You may feel like a prima-donna outlining your feedback process to a new client, but if it works for you then it will likely be better for your collaboration.
Pick your battles
Sometimes you’re going to disagree with a client but still have to make changes to your work that you really don’t want to make. That’s part of the process. “I just started a new job at The New York Times as an art director,” says Tala, “where I constantly receive feedback from editors, photo editors, design directors, and paginators. Although I don’t necessarily agree with every bit of feedback, it’s important to understand the different points of views and find a middle ground.”
That doesn’t mean you have to be a pushover though. “There is only so much that I am prepared to edit and change before I push back,” says Kate. “I love a good discussion and think it’s important to really explore the brief. If a client is hiring you as a creative then they want your creative opinion as well. I don’t want to play it too safe, because if you’re bored making the work then the end result is usually boring.”
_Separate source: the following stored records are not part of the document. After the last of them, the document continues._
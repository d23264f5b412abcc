//! Handler for the `show` command.

use anyhow::{Context, Result};
use chrono::Local;
use serde::Serialize;
use tracing::debug;

use crate::cli::display::format::{render_face, supports_color, GlyphSet};
use crate::cli::output::{self, CommandOutput};
use crate::domain::models::{ClockState, TimeOfDay};

/// Result payload for `show`.
#[derive(Serialize)]
pub struct ShowOutput {
    /// The converted time, echoed back zero-padded.
    pub time: String,
    /// Lamp states for the face.
    pub state: ClockState,
    #[serde(skip)]
    glyphs: GlyphSet,
    #[serde(skip)]
    use_colors: bool,
}

impl CommandOutput for ShowOutput {
    fn to_human(&self) -> String {
        render_face(&self.state, self.glyphs, self.use_colors)
    }

    fn to_json(&self) -> serde_json::Value {
        serde_json::json!({
            "time": self.time,
            "state": self.state,
        })
    }
}

/// Handle the show command
pub fn execute(time: Option<String>, glyphs: GlyphSet, json: bool) -> Result<()> {
    let time = match time {
        Some(raw) => raw
            .parse::<TimeOfDay>()
            .context("Failed to parse time argument")?,
        None => TimeOfDay::from(Local::now().time()),
    };
    debug!(%time, ?glyphs, "converting time to lamp states");

    let state = ClockState::for_time(time);
    output::output(
        &ShowOutput {
            time: time.to_string(),
            state,
            glyphs,
            use_colors: supports_color(),
        },
        json,
    );

    Ok(())
}
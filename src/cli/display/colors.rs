//! Lamp color mapping for CLI output.
//!
//! All coloring respects `NO_COLOR` env var automatically via the `colored` crate.

use colored::{ColoredString, Colorize};

/// A lamp's color on the physical clock face.
#[derive(Debug, Clone, Copy, PartialEq, Eq)]
pub enum LampColor {
    /// Hour lamps and the quarter-hour minute lamps.
    Red,
    /// The remaining minute lamps and the seconds lamp.
    Yellow,
}

/// Returns a colored string for a rendered lamp glyph.
///
/// Lit lamps take their face color in bold; dark lamps are dimmed.
pub fn colorize_lamp(glyph: &str, color: LampColor, lit: bool) -> ColoredString {
    if !lit {
        return glyph.dimmed();
    }
    match color {
        LampColor::Red => glyph.red().bold(),
        LampColor::Yellow => glyph.yellow().bold(),
    }
}

/// Face color of the lamp at `index` (0-based) in the five-minute row.
///
/// Every third lamp marks 15, 30, or 45 minutes past and is red; the rest
/// are yellow.
pub fn minutes_top_color(index: usize) -> LampColor {
    if (index + 1) % 3 == 0 {
        LampColor::Red
    } else {
        LampColor::Yellow
    }
}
Remember, you’ve probably survived worse
“The harshest critiques I’ve ever had took place in school,” says Eric. “Everything feels more mellow in comparison. As an art student, you have to present your work to your instructors and peers week after week. In other majors, grades are kept private, feedback is more likely given one on one, but that’s not the case as an art student. You have to have a higher threshold for criticism to get the most out of it.”
If you’ve already survived such a cutthroat environment, dealing with clients will be a walk in the park.
Give as you’d like to receive
At some point you’re going to be on the other side of the feedback fence (it’s a fence, sure) and dishing it out yourself. When this happens, remember the humility you hoped for from your own clients.
“Criticism, like rain, should be gentle enough to nourish a man's growth without destroying his roots.” So said American politician Frank Clark and it’s a sentiment that is widely recognized.
“The best way to give feedback is to be brutally honest with someone but make the extra effort to let them know that you appreciate and care about them,” Eric says. “It doesn’t cost me anything to say – hey, I know you’ve been working hard on this – or – here’s what I love about this – before going into what you don’t love about their work. It shouldn’t hurt you to see the other person as a human being.”
Tala agrees. “Communication and humility are key.”